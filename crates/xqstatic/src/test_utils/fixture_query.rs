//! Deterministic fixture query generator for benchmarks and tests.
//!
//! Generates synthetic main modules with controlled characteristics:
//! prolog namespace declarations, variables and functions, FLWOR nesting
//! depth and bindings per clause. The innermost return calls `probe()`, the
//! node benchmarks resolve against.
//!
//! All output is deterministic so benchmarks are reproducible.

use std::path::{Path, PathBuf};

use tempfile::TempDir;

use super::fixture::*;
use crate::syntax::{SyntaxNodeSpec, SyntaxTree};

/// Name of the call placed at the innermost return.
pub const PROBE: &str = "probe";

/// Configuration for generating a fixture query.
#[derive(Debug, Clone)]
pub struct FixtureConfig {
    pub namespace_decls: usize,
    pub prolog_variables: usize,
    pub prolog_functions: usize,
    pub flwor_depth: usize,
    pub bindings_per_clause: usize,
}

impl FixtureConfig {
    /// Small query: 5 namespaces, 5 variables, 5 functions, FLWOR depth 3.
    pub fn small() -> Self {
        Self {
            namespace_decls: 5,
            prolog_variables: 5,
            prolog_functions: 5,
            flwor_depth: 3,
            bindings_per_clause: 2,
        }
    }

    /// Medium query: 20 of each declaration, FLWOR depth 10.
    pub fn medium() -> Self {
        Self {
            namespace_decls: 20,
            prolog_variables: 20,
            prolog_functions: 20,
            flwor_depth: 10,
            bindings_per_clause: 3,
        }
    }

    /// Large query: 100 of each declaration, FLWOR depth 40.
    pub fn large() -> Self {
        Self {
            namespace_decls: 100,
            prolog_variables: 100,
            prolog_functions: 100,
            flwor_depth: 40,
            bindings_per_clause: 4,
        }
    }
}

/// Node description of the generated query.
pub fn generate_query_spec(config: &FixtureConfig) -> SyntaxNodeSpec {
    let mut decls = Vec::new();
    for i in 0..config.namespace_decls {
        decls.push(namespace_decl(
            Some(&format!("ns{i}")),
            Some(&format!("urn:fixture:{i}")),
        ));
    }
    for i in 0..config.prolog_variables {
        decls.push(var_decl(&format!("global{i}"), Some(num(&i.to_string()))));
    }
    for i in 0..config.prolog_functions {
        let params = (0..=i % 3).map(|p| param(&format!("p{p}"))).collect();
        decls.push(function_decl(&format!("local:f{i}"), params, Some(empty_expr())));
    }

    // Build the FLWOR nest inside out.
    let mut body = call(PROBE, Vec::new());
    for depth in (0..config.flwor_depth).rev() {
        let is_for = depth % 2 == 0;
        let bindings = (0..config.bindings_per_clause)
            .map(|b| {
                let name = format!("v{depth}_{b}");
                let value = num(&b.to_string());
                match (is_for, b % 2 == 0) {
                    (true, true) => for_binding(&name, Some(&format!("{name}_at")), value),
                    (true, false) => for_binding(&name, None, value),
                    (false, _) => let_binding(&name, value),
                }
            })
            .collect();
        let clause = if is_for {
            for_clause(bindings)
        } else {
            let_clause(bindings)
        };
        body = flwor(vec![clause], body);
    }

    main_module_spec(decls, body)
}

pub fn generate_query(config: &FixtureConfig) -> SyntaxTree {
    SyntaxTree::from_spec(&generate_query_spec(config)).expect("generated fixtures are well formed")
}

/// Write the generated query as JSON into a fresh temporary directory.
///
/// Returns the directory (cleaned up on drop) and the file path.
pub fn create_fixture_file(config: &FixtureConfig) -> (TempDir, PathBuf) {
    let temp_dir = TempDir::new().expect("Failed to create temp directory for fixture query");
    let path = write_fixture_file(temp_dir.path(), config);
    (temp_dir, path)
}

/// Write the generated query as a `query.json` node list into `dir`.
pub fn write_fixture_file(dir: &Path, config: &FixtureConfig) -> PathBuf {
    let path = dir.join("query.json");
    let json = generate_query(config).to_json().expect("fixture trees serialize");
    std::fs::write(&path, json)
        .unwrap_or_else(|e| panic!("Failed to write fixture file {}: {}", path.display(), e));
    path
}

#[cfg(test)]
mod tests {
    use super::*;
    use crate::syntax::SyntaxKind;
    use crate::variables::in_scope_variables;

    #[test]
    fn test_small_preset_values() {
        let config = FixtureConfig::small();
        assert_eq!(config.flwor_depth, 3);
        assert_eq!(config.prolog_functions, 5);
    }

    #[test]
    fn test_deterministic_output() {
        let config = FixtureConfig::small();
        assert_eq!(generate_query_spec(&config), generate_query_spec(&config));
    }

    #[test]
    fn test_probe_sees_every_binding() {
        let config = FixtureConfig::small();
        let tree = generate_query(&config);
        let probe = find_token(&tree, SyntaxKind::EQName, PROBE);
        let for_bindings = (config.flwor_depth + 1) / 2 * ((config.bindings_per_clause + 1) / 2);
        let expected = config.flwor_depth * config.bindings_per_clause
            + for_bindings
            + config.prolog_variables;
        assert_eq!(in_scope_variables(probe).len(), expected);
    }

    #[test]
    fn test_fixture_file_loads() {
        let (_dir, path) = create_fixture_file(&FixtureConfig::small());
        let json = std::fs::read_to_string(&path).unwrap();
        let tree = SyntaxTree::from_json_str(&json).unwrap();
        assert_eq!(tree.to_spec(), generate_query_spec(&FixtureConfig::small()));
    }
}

#####

Exercise brief:
Once you find the line containing "functions, FLWOR nesting", stop: reproduce exactly that line and every line of the data before it, and nothing else.

Written solution:
filename crates/xqstatic/src/test_utils/fixture_query.rs
//! Deterministic fixture query generator for benchmarks and tests.
//!
//! Generates synthetic main modules with controlled characteristics:
//! prolog namespace declarations, variables and functions, FLWOR nesting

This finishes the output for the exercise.